SHNS Coronavirus Tracker (Thursday PM Update)

The Latest on COVID-19

JULY 2, 2020....Massachusetts is forging ahead with its economic and social reopening, Gov. Charlie Baker announced Thursday, and the designated Phase 3 businesses like gyms, movie theaters museums and casinos are cleared to resume restricted operations in most of the state starting Monday.

In Boston, Phase 3 will begin the following week, on July 13. As part of this next phase, professional sports teams will be able to once again hold games, but without spectators in the stands.
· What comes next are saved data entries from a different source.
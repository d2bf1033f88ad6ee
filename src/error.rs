use std::{error, fmt};

pub struct Error {
    message: String,
    source: Option<Box<dyn error::Error>>,
}

impl Error {
    pub fn new(message: &str) -> Self {
        Self {
            message: message.into(),
            source: None,
        }
    }

    pub fn message(&self) -> &str {
        &self.message
    }
}

impl fmt::Debug for Error {
    fn fmt(&self, f: &mut fmt::Formatter) -> fmt::Result {
        write!(f, "{}", self)
    }
}

impl fmt::Display for Error {
    fn fmt(&self, f: &mut fmt::Formatter) -> fmt::Result {
        match &self.source {
            Some(err) => write!(f, "{}: {}", self.message, err),
            None => write!(f, "{}", self.message),
        }
    }
}

impl error::Error for Error {
    fn source(&self) -> Option<&(dyn error::Error + 'static)> {
        match self.source {
            Some(ref err) => Some(&**err),
            None => None,
        }
    }
}

impl From<String> for Error {
    fn from(message: String) -> Self {
        Self {
            message,
            source: None,
        }
    }
}

impl From<&str> for Error {
    fn from(message: &str) -> Self {
        Self {
            message: message.into(),
            source: None,
        }
    }
}

impl<E: error::Error + 'static> From<(String, E)> for Error {
    fn from((message, err): (String, E)) -> Self {
        Self {
            message,
            source: Some(Box::new(err)),
        }
    }
}

impl<E: error::Error + 'static> From<(&str, E)> for Error {
    fn from((message, err): (&str, E)) -> Self {
        Self {
            message: message.into(),
            source: Some(Box::new(err)),
        }
    }
}

pub type Result<T> = std::result::Result<T, Error>;
mod cache;
mod driver;

pub use cache::SeriesRefCache;
pub use driver::{ingest, IngestStats, ParseMode};
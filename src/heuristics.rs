use crate::config::HeuristicsConfig;
use crate::email::Message;

/// Reconnaît le courrier automatique : notifications système d'après le sujet
/// et messages envoyés par le fournisseur de messagerie lui-même.
#[derive(Debug, Clone)]
pub struct NoticeFilter {
    subject_keywords: Vec<String>,
    provider_marker: String,
}

impl NoticeFilter {
    pub fn new<S: AsRef<str>>(subject_keywords: &[S], provider_marker: &str) -> Self {
        NoticeFilter {
            subject_keywords: subject_keywords
                .iter()
                .map(|k| k.as_ref().to_lowercase())
                .filter(|k| !k.is_empty())
                .collect(),
            provider_marker: provider_marker.to_lowercase(),
        }
    }

    pub fn from_config(config: &HeuristicsConfig) -> Self {
        Self::new(config.system_subject_keywords.as_slice(), &config.provider_marker)
    }

    pub fn is_system_subject(&self, subject: &str) -> bool {
        if subject.is_empty() {
            return false;
        }
        let subject = subject.to_lowercase();
        self.subject_keywords.iter().any(|k| subject.contains(k.as_str()))
    }

    pub fn is_provider_sender(&self, sender: &str) -> bool {
        !self.provider_marker.is_empty() && sender.to_lowercase().contains(&self.provider_marker)
    }

    pub fn is_automated(&self, message: &Message) -> bool {
        self.is_provider_sender(&message.sender) || self.is_system_subject(&message.subject)
    }
}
Baker joined Boston Mayor Marty Walsh on an afternoon trip to Fenway Park "to mark this progress."

"The success is due in no small part to the vigilance and dedication that has been shown by the people of Massachusetts, but we should not and cannot slow down or step back now," Baker said earlier in the day, during his State House press conference. "We know that COVID-19 won't be taking any time off this summer, and we need to maintain vigilance if we wish to continue to move forward."

Before breaking for the holiday weekend -- when Cape Cod officials, pleased with relaxed quarantine guidelines for travelers arriving from neighboring states, are still cautioning to avoid large gatherings -- the House and Senate shipped Baker a compromise bill expanding early and mail-in voting options for this year's election.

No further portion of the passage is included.